Among the entire casuistry, patients’ age at diagnosis ranged from 32 to 84 years old (mean 59, median 58). Primary breast tumors measured from 0.4 to 7.5 cm (mean 2.6, median 2.3). As for histotypes, roughly 60% of the cases (183/301) were invasive breast carcinoma of no special type (NST), 15% (46/301) were invasive lobular carcinoma (ILC), and 13% (37/301) were mixed NST-ILC. The remaining 12% (35/301) were categorized as rare BC subtypes (mucinous, micropapillary, clear cell/glycogen-rich ductal carcinoma, metaplastic apocrine ILC, secretory, and cribriform, among others). With regard to nuclear grading, the neoplasms of the cohort were distributed as follows: 10% G1 (30/301), 67% G2 (202/301), and 23% G3 (69/301). As far as the discrepant cases were concerned, within the whole series, 31 of 301 tumors (10%) showed relevant differences in biomarker expression between the PT and metastatic ALNs. All but one of them were women (F:M ratio 1:29), and their age at diagnosis spanned from 35 to 81 years old (mean 60, median 59). At the time of diagnosis, primary breast tumors ranged in size from 0.5 cm to 6 cm (mean 2.4 cm, median 2.2 cm). One patient (case 11) was found with two different PTs within the right breast. As far as PT histology was concerned, on CNB less than half of the tumors of the divergent samples (16/31, 52%) were classified as invasive breast carcinoma NST and three cases (10%) as pure ILC. In comparison, six neoplasms (19%) showed heterogeneous NST-ILC features. The remaining PTs (6/31, 19%) belonged to rarer BC categories, namely, mucinous ductal carcinoma (2 cases), micropapillary ductal carcinoma (1 case), clear cell/glycogen-rich ductal carcinoma (1 case), metaplastic ductal carcinoma (1 case), and apocrine ILC (1 case). With regard to nuclear grading, 21 PTs (68%) were classified as G2, whereas the other 10 were classified as G3 (32%). Coagulative tumoral necrosis was spotted in two cases (6%). Compared to the corresponding PTs, in 27 of 31 discrepant samples (87%), CNBs of ALN metastases showed either different morphological features (17/31, 55%) (i.e., histological classification, architectural growth pattern, presence of necrosis), nuclear grading (4/31, 13%), or both (6/31, 19%) (Figure 1). The clinical–pathological features of the divergent cases of the present series are summarized in Table 1 and fully detailed in Table S1.

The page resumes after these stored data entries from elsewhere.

//! Display formatting for monetary amounts and computed metrics.

use rust_decimal::{Decimal, RoundingStrategy};

/// Maximum fraction digits kept by [`format_grouped`].
const GROUPED_MAX_FRACTION_DIGITS: u32 = 3;

/// Format `value` with exactly `dp` fraction digits, rounding half away from zero.
pub fn format_fixed(value: Decimal, dp: u32) -> String {
    let rounded = value.round_dp_with_strategy(dp, RoundingStrategy::MidpointAwayFromZero);
    format!("{:.*}", dp as usize, rounded)
}

/// Thousands-grouped rendering in the en-US style: `1234567.5` becomes
/// `1,234,567.5`. At most three fraction digits are kept and trailing zeros
/// are dropped.
pub fn format_grouped(amount: Decimal) -> String {
    let rounded = amount
        .round_dp_with_strategy(GROUPED_MAX_FRACTION_DIGITS, RoundingStrategy::MidpointAwayFromZero)
        .normalize();
    let text = rounded.abs().to_string();
    let (int_part, frac_part) = match text.split_once('.') {
        Some((int_part, frac_part)) => (int_part, Some(frac_part)),
        None => (text.as_str(), None),
    };

    let mut out = String::with_capacity(text.len() + int_part.len() / 3 + 1);
    if rounded.is_sign_negative() && !rounded.is_zero() {
        out.push('-');
    }
    let digits = int_part.len();
    for (i, ch) in int_part.chars().enumerate() {
        if i > 0 && (digits - i) % 3 == 0 {
            out.push(',');
        }
        out.push(ch);
    }
    if let Some(frac) = frac_part {
        out.push('.');
        out.push_str(frac);
    }
    out
}

/// Dollar amount with grouping, e.g. `$1,250,000`.
pub fn format_currency(amount: Decimal) -> String {
    format!("${}", format_grouped(amount))
}

#[cfg(test)]
mod tests {
    use super::*;
    use rust_decimal_macros::dec;

    #[test]
    fn fixed_rounds_half_away_from_zero() {
        assert_eq!(format_fixed(dec!(1.25), 2), "1.25");
        assert_eq!(format_fixed(dec!(1.255), 2), "1.26");
        assert_eq!(format_fixed(dec!(30), 1), "30.0");
        assert_eq!(format_fixed(dec!(7.5), 2), "7.50");
        assert_eq!(format_fixed(dec!(-2.345), 2), "-2.35");
    }

    #[test]
    fn grouped_inserts_separators() {
        assert_eq!(format_grouped(dec!(0)), "0");
        assert_eq!(format_grouped(dec!(999)), "999");
        assert_eq!(format_grouped(dec!(1000)), "1,000");
        assert_eq!(format_grouped(dec!(1234567.5)), "1,234,567.5");
        assert_eq!(format_grouped(dec!(100000000000)), "100,000,000,000");
    }

    #[test]
    fn grouped_limits_fraction_digits() {
        assert_eq!(format_grouped(dec!(1234.56789)), "1,234.568");
        assert_eq!(format_grouped(dec!(12.100)), "12.1");
        assert_eq!(format_grouped(dec!(-9876543.21)), "-9,876,543.21");
        assert_eq!(format_grouped(dec!(-0.0001)), "0");
    }

    #[test]
    fn currency_prefixes_dollar_sign() {
        assert_eq!(format_currency(dec!(100)), "$100");
        assert_eq!(format_currency(dec!(2500000)), "$2,500,000");
        assert_eq!(format_currency(dec!(-1500)), "$-1,500");
    }
}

As for immunohistochemistry, several different patterns of expression were encountered between PTs and ALNs, often affecting more than the investigated biomarkers, some examples of which are illustrated in Figure 2. In detail, the majority of the cases (16/31, 52%) displayed a significant difference (>30%) in hormone receptor expression in PTs and ALNs, equally distributed between samples switching from low (1–10%) to high (>10%) (8/16, 50%) and from high to low (8/16, 50%) percentages of positive cells. Furthermore, six neoplasms (19%) revealed relevant Ki67 proliferation index discrepancies, with all but one patient (case 10) changing from low (≤15%) levels in PTs to high (≥30%) rates in ALN metastases. Finally, regarding HER2 evaluation, differences in immunohistochemical or FISH scoring were detected in almost 3 to 4 of the cases (23/31, 74%), with increased and decreased values in 19 (61%) and 4 (13%) tumors, respectively. Among the former, in five instances (16%), a switch from HER2 negativity in PTs (1+ IHC or 2+ without FISH amplification) to overexpression (3+ IHC) or FISH amplification in ALNs was achieved; in another 14 samples (45%), the HER2 status changed from 0/1+ IHC score in PTs to 1+ or 2+ in ALNs but failed to demonstrate gene amplification upon FISH analysis. On the other hand, HER2 low-ALN immunohistochemical scoring (0 or 1+) from original overexpressing (3+)/FISH-amplified or IHC equivocal (2+)/FISH-negative PTs was observed in four cases. To note, multiple discrepancies involving two (7/31, 23%) or more (5/31, 16%) of the investigated biomarkers were noticed in a noteworthy percentage of divergent samples (12/31, 39%) (Figure 3A).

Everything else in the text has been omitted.